*** EXCERPTED RECORDS

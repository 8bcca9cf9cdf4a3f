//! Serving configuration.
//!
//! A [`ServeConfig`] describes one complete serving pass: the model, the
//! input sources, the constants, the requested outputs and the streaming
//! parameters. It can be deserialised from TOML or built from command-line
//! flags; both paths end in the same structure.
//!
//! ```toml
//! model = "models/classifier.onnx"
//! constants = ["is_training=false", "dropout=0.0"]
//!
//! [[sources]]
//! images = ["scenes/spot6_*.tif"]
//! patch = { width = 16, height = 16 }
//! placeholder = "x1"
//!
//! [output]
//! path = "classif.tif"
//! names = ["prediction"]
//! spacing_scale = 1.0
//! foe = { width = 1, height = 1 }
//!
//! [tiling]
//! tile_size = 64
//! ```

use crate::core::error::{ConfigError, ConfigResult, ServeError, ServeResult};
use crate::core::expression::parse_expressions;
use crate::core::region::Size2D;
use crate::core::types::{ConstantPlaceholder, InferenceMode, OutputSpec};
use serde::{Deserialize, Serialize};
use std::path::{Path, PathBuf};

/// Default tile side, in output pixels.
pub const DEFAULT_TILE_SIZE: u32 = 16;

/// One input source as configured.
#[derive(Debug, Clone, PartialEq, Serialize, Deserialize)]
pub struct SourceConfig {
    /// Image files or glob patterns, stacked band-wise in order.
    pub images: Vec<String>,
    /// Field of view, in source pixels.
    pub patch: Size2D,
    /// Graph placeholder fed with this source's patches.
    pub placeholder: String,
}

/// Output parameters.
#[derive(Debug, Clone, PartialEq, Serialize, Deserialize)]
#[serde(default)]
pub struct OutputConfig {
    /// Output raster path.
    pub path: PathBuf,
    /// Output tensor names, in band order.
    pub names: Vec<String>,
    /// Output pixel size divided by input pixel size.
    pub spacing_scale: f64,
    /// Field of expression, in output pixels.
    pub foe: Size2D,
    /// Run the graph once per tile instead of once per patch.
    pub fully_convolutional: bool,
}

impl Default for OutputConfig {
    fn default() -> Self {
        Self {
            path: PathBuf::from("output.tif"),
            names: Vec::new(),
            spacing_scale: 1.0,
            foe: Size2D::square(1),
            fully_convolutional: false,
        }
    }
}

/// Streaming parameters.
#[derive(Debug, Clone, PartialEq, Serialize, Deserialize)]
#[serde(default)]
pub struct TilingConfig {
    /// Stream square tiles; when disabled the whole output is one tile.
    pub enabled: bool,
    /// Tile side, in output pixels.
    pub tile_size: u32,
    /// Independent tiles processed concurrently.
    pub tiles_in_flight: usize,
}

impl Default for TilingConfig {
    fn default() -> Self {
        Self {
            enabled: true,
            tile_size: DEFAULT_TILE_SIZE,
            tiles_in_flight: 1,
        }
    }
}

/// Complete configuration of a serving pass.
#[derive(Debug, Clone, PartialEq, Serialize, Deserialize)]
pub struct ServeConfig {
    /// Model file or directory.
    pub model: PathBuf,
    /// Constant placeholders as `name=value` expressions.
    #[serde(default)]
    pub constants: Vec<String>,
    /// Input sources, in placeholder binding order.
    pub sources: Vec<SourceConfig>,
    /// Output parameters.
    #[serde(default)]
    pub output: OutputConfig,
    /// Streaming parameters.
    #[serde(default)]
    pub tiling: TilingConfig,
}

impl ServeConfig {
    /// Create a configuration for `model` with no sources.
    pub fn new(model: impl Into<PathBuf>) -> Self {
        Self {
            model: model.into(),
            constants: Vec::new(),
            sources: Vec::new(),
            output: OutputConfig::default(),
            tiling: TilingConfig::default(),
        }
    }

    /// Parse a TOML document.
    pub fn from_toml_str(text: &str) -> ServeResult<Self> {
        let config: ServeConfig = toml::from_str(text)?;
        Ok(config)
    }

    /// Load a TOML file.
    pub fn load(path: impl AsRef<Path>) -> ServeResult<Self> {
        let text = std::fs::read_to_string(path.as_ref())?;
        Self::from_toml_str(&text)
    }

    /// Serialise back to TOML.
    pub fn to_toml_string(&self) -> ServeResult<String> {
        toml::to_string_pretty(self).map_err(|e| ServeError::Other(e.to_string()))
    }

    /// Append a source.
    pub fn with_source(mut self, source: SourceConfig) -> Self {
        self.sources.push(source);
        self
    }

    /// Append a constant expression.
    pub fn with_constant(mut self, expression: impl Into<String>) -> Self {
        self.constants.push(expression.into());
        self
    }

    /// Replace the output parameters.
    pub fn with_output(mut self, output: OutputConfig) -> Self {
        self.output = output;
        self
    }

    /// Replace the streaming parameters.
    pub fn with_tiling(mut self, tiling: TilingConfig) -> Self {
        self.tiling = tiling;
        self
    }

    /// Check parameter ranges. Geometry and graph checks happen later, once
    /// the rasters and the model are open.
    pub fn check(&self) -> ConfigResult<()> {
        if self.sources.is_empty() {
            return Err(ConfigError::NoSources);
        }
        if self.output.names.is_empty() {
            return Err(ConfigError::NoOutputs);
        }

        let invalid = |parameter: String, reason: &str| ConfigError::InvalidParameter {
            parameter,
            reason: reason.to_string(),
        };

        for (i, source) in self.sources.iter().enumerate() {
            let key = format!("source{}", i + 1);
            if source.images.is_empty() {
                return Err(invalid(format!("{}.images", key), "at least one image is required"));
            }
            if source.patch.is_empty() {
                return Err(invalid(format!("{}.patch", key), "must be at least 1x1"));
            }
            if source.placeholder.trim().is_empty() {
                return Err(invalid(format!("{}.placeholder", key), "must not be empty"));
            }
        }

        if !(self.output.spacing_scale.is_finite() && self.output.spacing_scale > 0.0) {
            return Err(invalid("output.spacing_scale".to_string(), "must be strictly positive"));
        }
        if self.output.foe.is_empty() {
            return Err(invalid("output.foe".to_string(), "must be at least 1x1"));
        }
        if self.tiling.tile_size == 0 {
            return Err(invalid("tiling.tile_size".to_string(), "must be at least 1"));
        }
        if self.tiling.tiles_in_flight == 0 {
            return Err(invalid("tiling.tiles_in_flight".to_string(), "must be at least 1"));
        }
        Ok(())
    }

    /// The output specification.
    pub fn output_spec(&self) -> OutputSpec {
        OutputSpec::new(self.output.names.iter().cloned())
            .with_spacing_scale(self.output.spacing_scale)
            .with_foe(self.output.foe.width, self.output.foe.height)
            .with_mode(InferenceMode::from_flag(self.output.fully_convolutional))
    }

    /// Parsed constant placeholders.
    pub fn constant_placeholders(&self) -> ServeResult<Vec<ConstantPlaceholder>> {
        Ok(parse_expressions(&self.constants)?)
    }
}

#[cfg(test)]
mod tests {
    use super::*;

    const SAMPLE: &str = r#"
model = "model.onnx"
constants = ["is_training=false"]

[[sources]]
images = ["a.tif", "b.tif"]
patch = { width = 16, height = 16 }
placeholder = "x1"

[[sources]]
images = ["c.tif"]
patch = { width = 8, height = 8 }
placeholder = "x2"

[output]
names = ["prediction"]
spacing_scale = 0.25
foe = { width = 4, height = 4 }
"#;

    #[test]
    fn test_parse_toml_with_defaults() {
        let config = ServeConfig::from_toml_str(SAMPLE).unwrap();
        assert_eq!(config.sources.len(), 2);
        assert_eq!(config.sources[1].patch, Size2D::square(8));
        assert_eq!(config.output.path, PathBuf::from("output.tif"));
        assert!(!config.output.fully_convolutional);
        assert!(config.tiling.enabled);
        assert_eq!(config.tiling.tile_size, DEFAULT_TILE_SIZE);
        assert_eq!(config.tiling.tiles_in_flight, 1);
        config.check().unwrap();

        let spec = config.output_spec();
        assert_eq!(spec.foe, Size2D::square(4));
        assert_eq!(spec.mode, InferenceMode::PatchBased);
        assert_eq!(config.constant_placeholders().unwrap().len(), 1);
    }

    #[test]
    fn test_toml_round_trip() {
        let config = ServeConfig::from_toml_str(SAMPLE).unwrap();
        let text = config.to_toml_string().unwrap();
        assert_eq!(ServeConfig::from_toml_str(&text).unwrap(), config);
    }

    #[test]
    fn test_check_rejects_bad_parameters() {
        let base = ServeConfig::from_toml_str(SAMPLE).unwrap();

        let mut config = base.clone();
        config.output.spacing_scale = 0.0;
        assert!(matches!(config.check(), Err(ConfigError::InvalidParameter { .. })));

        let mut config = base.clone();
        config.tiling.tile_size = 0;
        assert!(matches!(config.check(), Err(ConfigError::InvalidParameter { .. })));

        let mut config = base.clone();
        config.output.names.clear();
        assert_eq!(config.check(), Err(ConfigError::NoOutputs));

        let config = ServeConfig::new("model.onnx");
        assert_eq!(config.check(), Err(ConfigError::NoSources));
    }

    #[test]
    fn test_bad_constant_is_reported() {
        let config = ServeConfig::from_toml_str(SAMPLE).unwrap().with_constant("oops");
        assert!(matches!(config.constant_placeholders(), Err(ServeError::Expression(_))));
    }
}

******

PROBLEM DETAILS = Only lines containing the string "SourceConfig" belong in the answer; find them in the data above and copy them.

ANSWER FOR THIS EXERCISE =
pub struct SourceConfig {
    pub sources: Vec<SourceConfig>,
    pub fn with_source(mut self, source: SourceConfig) -> Self {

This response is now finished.